2015

A Contrarian View: Not Grooming Your Successor is Poor Policy

Heinz Bloch | February 18, 2015

heinz_bloch_mugBy Heinz P. Bloch, P.E.

The last 25 years or so have seen a shift in the way mid-level managers are designated or selected by their superiors. Until about 1990, managers needed to have successors in place before they themselves would be promoted. If, despite not having groomed successor, a manager received a promotion, he or she would have to live with the consequences.

An unqualified successor will render his or her former boss ineffective. Without grooming competent successors, entire organizations often spend time re-discovering what others have already learned and leveraged. They then make decisions that don’t take into account the collective—prior or present—knowledge of serious professionals. That knowledge may be as simple and valuable as mapping the best available approach to solving a problem.

My two former employers (from 1962 until 1986) had highly qualified mechanical engineers in section-head and department-manager positions. They made decisions and gave guidance with the company’s long-range goals in mind. Whenever their reliability engineers determined that equipment upgrading was both feasible and cost-justified, they implemented suitable remedies. Doing so reduced maintenance intensity and increased plant profitability.

Regrettably, some of today’s reliability managers have backgrounds quite unrelated to the reliability-improvement business. They neglect to put in place an organizational structure that views every maintenance event as an opportunity to upgrade. Sadly, the pitfalls of managers not understanding the long-term reliability benefits of sound guidance and training were recently (and again) brought to our attention.

Lack of guidance and “no budget” affected a large corporation that had assigned a young instrument-and-electrical (I&E) specialist to solve costly, randomly occurring repeat failures on large, multi-casing twin-screw gas compressors. Unfortunately, the compressor OEM failed to respond to this inexperienced employee’s calls for assistance, thus impeding his effectiveness. Finding a solution to the equipment’s problems was further thwarted when the company’s project engineers issued a purchase order for an exact-duplicate compressor. That move essentially wiped out whatever leverage the I&E specialist might have had with the manufacturer.
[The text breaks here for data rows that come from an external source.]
//! Submission payload and the validated registration aggregate
//!
//! `SubmitFormRequest` mirrors the JSON the registration form posts.
//! `Registration` is what the repository writes: every field validated,
//! member locations normalized against the team.

use std::collections::HashSet;

use serde::Deserialize;

use super::member::phone;
use super::{Email, FieldText, HistoryTags, MemberRole, Team, TeamMember, ValidationError};

/// Maximum number of team members per registration
pub const MAX_MEMBERS: usize = 4;

/// Minimum number of team members accepted by the service.
///
/// The form itself requires two; the service only insists on a captain.
pub const MIN_MEMBERS: usize = 1;

/// `POST /api/submit-form` request body
#[derive(Debug, Clone, Deserialize)]
#[serde(rename_all = "camelCase")]
pub struct SubmitFormRequest {
    pub startup_name: String,
    pub country: String,
    pub city: String,
    pub university: String,
    pub sdg: String,
    #[serde(default)]
    pub hp_history: Vec<String>,
    pub lead_source: String,
    pub team_members: Vec<TeamMemberRequest>,
}

/// One entry of `teamMembers`
#[derive(Debug, Clone, Deserialize)]
#[serde(rename_all = "camelCase")]
pub struct TeamMemberRequest {
    #[serde(rename = "type")]
    pub role: MemberRole,
    pub first_name: String,
    pub last_name: String,
    pub email: String,
    pub phone: String,
    #[serde(default)]
    pub country: Option<String>,
    #[serde(default)]
    pub city: Option<String>,
    #[serde(default)]
    pub university: Option<String>,
    #[serde(default)]
    pub is_different_university: bool,
}

/// A fully validated registration: one team and its members in form order
#[derive(Debug, Clone, PartialEq, Eq)]
pub struct Registration {
    team: Team,
    members: Vec<TeamMember>,
}

impl Registration {
    pub fn team(&self) -> &Team {
        &self.team
    }

    pub fn members(&self) -> &[TeamMember] {
        &self.members
    }
}

impl TryFrom<SubmitFormRequest> for Registration {
    type Error = ValidationError;

    fn try_from(req: SubmitFormRequest) -> Result<Self, Self::Error> {
        let team = Team {
            startup_name: FieldText::new("startupName", &req.startup_name)?,
            country: FieldText::new("country", &req.country)?,
            city: FieldText::new("city", &req.city)?,
            university: FieldText::new("university", &req.university)?,
            sdg: FieldText::new("sdg", &req.sdg)?,
            history: HistoryTags::new(&req.hp_history)?,
            lead_source: FieldText::new("leadSource", &req.lead_source)?,
        };

        if req.team_members.len() < MIN_MEMBERS {
            return Err(ValidationError::TooFew {
                field: "teamMembers",
                min: MIN_MEMBERS,
            });
        }
        if req.team_members.len() > MAX_MEMBERS {
            return Err(ValidationError::TooMany {
                field: "teamMembers",
                max: MAX_MEMBERS,
            });
        }

        let mut seen = HashSet::new();
        for member in &req.team_members {
            if !seen.insert(member.role) {
                return Err(ValidationError::Duplicate {
                    field: "type",
                    value: member.role.to_string(),
                });
            }
        }
        if !seen.contains(&MemberRole::Captain) {
            return Err(ValidationError::Missing {
                field: "teamMembers",
                value: "captain",
            });
        }

        let members = req
            .team_members
            .iter()
            .enumerate()
            .map(|(index, member)| {
                validate_member(member, &team).map_err(|e| e.for_member(index))
            })
            .collect::<Result<Vec<_>, _>>()?;

        Ok(Self { team, members })
    }
}

fn validate_member(req: &TeamMemberRequest, team: &Team) -> Result<TeamMember, ValidationError> {
    let country = FieldText::optional("country", req.country.as_deref())?;
    let city = FieldText::optional("city", req.city.as_deref())?;
    let university = FieldText::optional("university", req.university.as_deref())?;

    // Members studying elsewhere must say where; everyone else inherits the
    // team's location when the form left it out.
    let (country, city, university) = if req.is_different_university {
        (
            country.ok_or(ValidationError::Empty { field: "country" })?,
            city.ok_or(ValidationError::Empty { field: "city" })?,
            university.ok_or(ValidationError::Empty { field: "university" })?,
        )
    } else {
        (
            country.unwrap_or_else(|| team.country.clone()),
            city.unwrap_or_else(|| team.city.clone()),
            university.unwrap_or_else(|| team.university.clone()),
        )
    };

    Ok(TeamMember {
        role: req.role,
        first_name: FieldText::new("firstName", &req.first_name)?,
        last_name: FieldText::new("lastName", &req.last_name)?,
        email: Email::new(&req.email)?,
        phone: phone(&req.phone)?,
        country,
        city,
        university,
        is_different_university: req.is_different_university,
    })
}
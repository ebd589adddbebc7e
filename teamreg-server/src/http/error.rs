//! API error types with IntoResponse
//!
//! Every failure becomes the same JSON shape the registration form expects:
//! `{"success": false, "message": ..., "error": ...}` where `error` carries
//! the underlying cause.

use axum::http::StatusCode;
use axum::response::{IntoResponse, Response};
use axum::Json;
use serde::Serialize;

use crate::db::repos::DbError;
use crate::models::ValidationError;

/// API error type with automatic HTTP status mapping
#[derive(Debug)]
pub enum ApiError {
    /// Payload fields failed validation (400)
    Validation(ValidationError),

    /// Body is not JSON or doesn't have the expected shape (400)
    Malformed { message: String },

    /// No pooled connection became available in time (503)
    Unavailable(DbError),

    /// Insert or commit failed; the transaction was rolled back (500, logged)
    Database(DbError),

    /// Unknown route (404)
    NotFound { path: String },

    /// Internal error (500)
    Internal { message: String },
}

/// Failure response body
#[derive(Debug, Serialize)]
pub struct ErrorBody {
    pub success: bool,
    pub message: &'static str,
    pub error: String,
}

impl ApiError {
    pub fn status(&self) -> StatusCode {
        match self {
            Self::Validation(_) | Self::Malformed { .. } => StatusCode::BAD_REQUEST,
            Self::Unavailable(_) => StatusCode::SERVICE_UNAVAILABLE,
            Self::Database(_) | Self::Internal { .. } => StatusCode::INTERNAL_SERVER_ERROR,
            Self::NotFound { .. } => StatusCode::NOT_FOUND,
        }
    }

    fn message(&self) -> &'static str {
        match self {
            Self::Validation(_) | Self::Malformed { .. } => "Invalid submission",
            Self::Unavailable(_) => "Service temporarily unavailable, please try again",
            Self::Database(_) => "Error submitting form",
            Self::NotFound { .. } => "Not found",
            Self::Internal { .. } => "Something broke!",
        }
    }

    fn detail(&self) -> String {
        match self {
            Self::Validation(e) => e.to_string(),
            Self::Malformed { message } => message.clone(),
            Self::Unavailable(e) | Self::Database(e) => e.to_string(),
            Self::NotFound { path } => format!("no route for {}", path),
            Self::Internal { message } => message.clone(),
        }
    }
}

impl IntoResponse for ApiError {
    fn into_response(self) -> Response {
        let status = self.status();
        let detail = self.detail();

        match &self {
            Self::Validation(_) | Self::Malformed { .. } => {
                tracing::warn!(error = %detail, "Rejected submission")
            }
            Self::Unavailable(_) => tracing::warn!(error = %detail, "Database unavailable"),
            Self::Database(_) => tracing::error!(error = %detail, "Database error"),
            Self::Internal { .. } => tracing::error!(error = %detail, "Internal error"),
            Self::NotFound { .. } => {}
        }

        let body = ErrorBody {
            success: false,
            message: self.message(),
            error: detail,
        };

        (status, Json(body)).into_response()
    }
}

impl From<ValidationError> for ApiError {
    fn from(e: ValidationError) -> Self {
        Self::Validation(e)
    }
}

impl From<DbError> for ApiError {
    fn from(e: DbError) -> Self {
        if e.is_transient() {
            Self::Unavailable(e)
        } else {
            Self::Database(e)
        }
    }
}

#[cfg(test)]
mod tests {
    use super::*;
    use axum::body::to_bytes;
    use serde_json::Value;

    async fn body_json(response: Response) -> Value {
        let bytes = to_bytes(response.into_body(), usize::MAX).await.unwrap();
        serde_json::from_slice(&bytes).unwrap()
    }

    #[tokio::test]
    async fn validation_error_is_400() {
        let err = ApiError::Validation(ValidationError::Empty { field: "startupName" });
        let response = err.into_response();
        assert_eq!(response.status(), StatusCode::BAD_REQUEST);

        let body = body_json(response).await;
        assert_eq!(body["success"], false);
        assert_eq!(body["error"], "startupName cannot be empty");
    }

    #[tokio::test]
    async fn pool_timeout_is_503() {
        let err = ApiError::from(DbError::Unavailable(sqlx::Error::PoolTimedOut));
        assert!(matches!(err, ApiError::Unavailable(_)));
        assert_eq!(err.into_response().status(), StatusCode::SERVICE_UNAVAILABLE);
    }

    #[tokio::test]
    async fn write_failure_is_500_with_cause() {
        let err = ApiError::from(DbError::InsertTeam(sqlx::Error::RowNotFound));
        let response = err.into_response();
        assert_eq!(response.status(), StatusCode::INTERNAL_SERVER_ERROR);

        let body = body_json(response).await;
        assert_eq!(body["success"], false);
        assert_eq!(body["message"], "Error submitting form");
        assert!(body["error"].as_str().unwrap().starts_with("failed to insert team"));
    }

    #[tokio::test]
    async fn not_found_is_404() {
        let err = ApiError::NotFound {
            path: "/nope".into(),
        };
        assert_eq!(err.into_response().status(), StatusCode::NOT_FOUND);
    }
}
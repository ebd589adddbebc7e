//! Team member role and validated member record

use std::fmt;

use serde::{Deserialize, Serialize};

use super::{Email, FieldText};

/// Maximum length for phone numbers (country code + number)
const MAX_PHONE_LEN: usize = 32;

/// Role tag stored in `team_members.member_type`
#[derive(Debug, Clone, Copy, PartialEq, Eq, Hash, Serialize, Deserialize)]
#[serde(rename_all = "lowercase")]
pub enum MemberRole {
    Captain,
    Member2,
    Member3,
    Member4,
}

impl MemberRole {
    /// Every role, in form order.
    pub const ALL: [MemberRole; 4] = [
        MemberRole::Captain,
        MemberRole::Member2,
        MemberRole::Member3,
        MemberRole::Member4,
    ];

    pub fn as_str(&self) -> &'static str {
        match self {
            Self::Captain => "captain",
            Self::Member2 => "member2",
            Self::Member3 => "member3",
            Self::Member4 => "member4",
        }
    }
}

impl fmt::Display for MemberRole {
    fn fmt(&self, f: &mut fmt::Formatter<'_>) -> fmt::Result {
        f.write_str(self.as_str())
    }
}

/// Validated team member, ready for insertion
#[derive(Debug, Clone, PartialEq, Eq)]
pub struct TeamMember {
    pub role: MemberRole,
    pub first_name: FieldText,
    pub last_name: FieldText,
    pub email: Email,
    pub phone: FieldText,
    pub country: FieldText,
    pub city: FieldText,
    pub university: FieldText,
    pub is_different_university: bool,
}

pub(crate) fn phone(s: &str) -> Result<FieldText, super::ValidationError> {
    FieldText::with_max("phone", s, MAX_PHONE_LEN)
}

#[cfg(test)]
mod tests {
    use super::*;

    #[test]
    fn role_wire_names() {
        for role in MemberRole::ALL {
            let json = serde_json::to_string(&role).unwrap();
            assert_eq!(json, format!("\"{}\"", role.as_str()));
        }
        let role: MemberRole = serde_json::from_str("\"member3\"").unwrap();
        assert_eq!(role, MemberRole::Member3);
        assert!(serde_json::from_str::<MemberRole>("\"member5\"").is_err());
    }

    #[test]
    fn phone_limit() {
        assert!(phone("+51 987 654 321").is_ok());
        assert!(phone(&"9".repeat(33)).is_err());
    }
}
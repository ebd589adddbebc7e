//! Team record and prior-experience tags

use serde::Serialize;

use super::{FieldText, ValidationError};

/// Prior-experience tags (`hpHistory`).
///
/// Behaves as a set: duplicates collapse to their first occurrence. Stored as
/// a JSON array in `teams.hp_history`.
#[derive(Debug, Clone, Default, PartialEq, Eq, Serialize)]
#[serde(transparent)]
pub struct HistoryTags(Vec<String>);

impl HistoryTags {
    /// Validate and de-duplicate raw tags.
    pub fn new<I, S>(tags: I) -> Result<Self, ValidationError>
    where
        I: IntoIterator<Item = S>,
        S: AsRef<str>,
    {
        let mut out: Vec<String> = Vec::new();
        for tag in tags {
            let tag = FieldText::new("hpHistory", tag.as_ref())?;
            if !out.iter().any(|t| t == tag.as_str()) {
                out.push(tag.as_str().to_owned());
            }
        }
        Ok(Self(out))
    }

    /// Serialize for storage.
    pub fn to_json(&self) -> Result<String, serde_json::Error> {
        serde_json::to_string(&self.0)
    }

    /// Parse the stored representation.
    pub fn from_json(s: &str) -> Result<Self, serde_json::Error> {
        serde_json::from_str(s).map(Self)
    }

    pub fn as_slice(&self) -> &[String] {
        &self.0
    }

    pub fn len(&self) -> usize {
        self.0.len()
    }

    pub fn is_empty(&self) -> bool {
        self.0.is_empty()
    }
}

/// Validated team (parent) record
#[derive(Debug, Clone, PartialEq, Eq)]
pub struct Team {
    pub startup_name: FieldText,
    pub country: FieldText,
    pub city: FieldText,
    pub university: FieldText,
    pub sdg: FieldText,
    pub history: HistoryTags,
    pub lead_source: FieldText,
}

/// Generated identifier of a stored team
#[derive(Debug, Clone, Copy, PartialEq, Eq, Hash, Serialize)]
#[serde(transparent)]
pub struct TeamId(i64);

impl TeamId {
    pub fn new(id: i64) -> Self {
        Self(id)
    }

    pub fn get(self) -> i64 {
        self.0
    }
}

impl std::fmt::Display for TeamId {
    fn fmt(&self, f: &mut std::fmt::Formatter<'_>) -> std::fmt::Result {
        self.0.fmt(f)
    }
}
From experience, we know that elusive compressor problems are best addressed in meetings attended by the user, the manufacturer and an independent third party. Convening at the manufacturer’s headquarters, the participants can discover any prototype-like features or design oversights. Because all machinery failures, without exception, are attributable to one of only seven (well-publicized) cause categories, the user company’s participating reliability professional can communicate with the manufacturer face-to-face and eliminate five or even six categories in succession. The reliability pro then steers the meeting to concentrate on the one or two remaining categories—and, together, the parties identify the root causes of the problems. In these types of meetings, the equipment owner’s representative insists on disclosure of references: “Where have such compressors been used before? Let’s verify their operating experience!”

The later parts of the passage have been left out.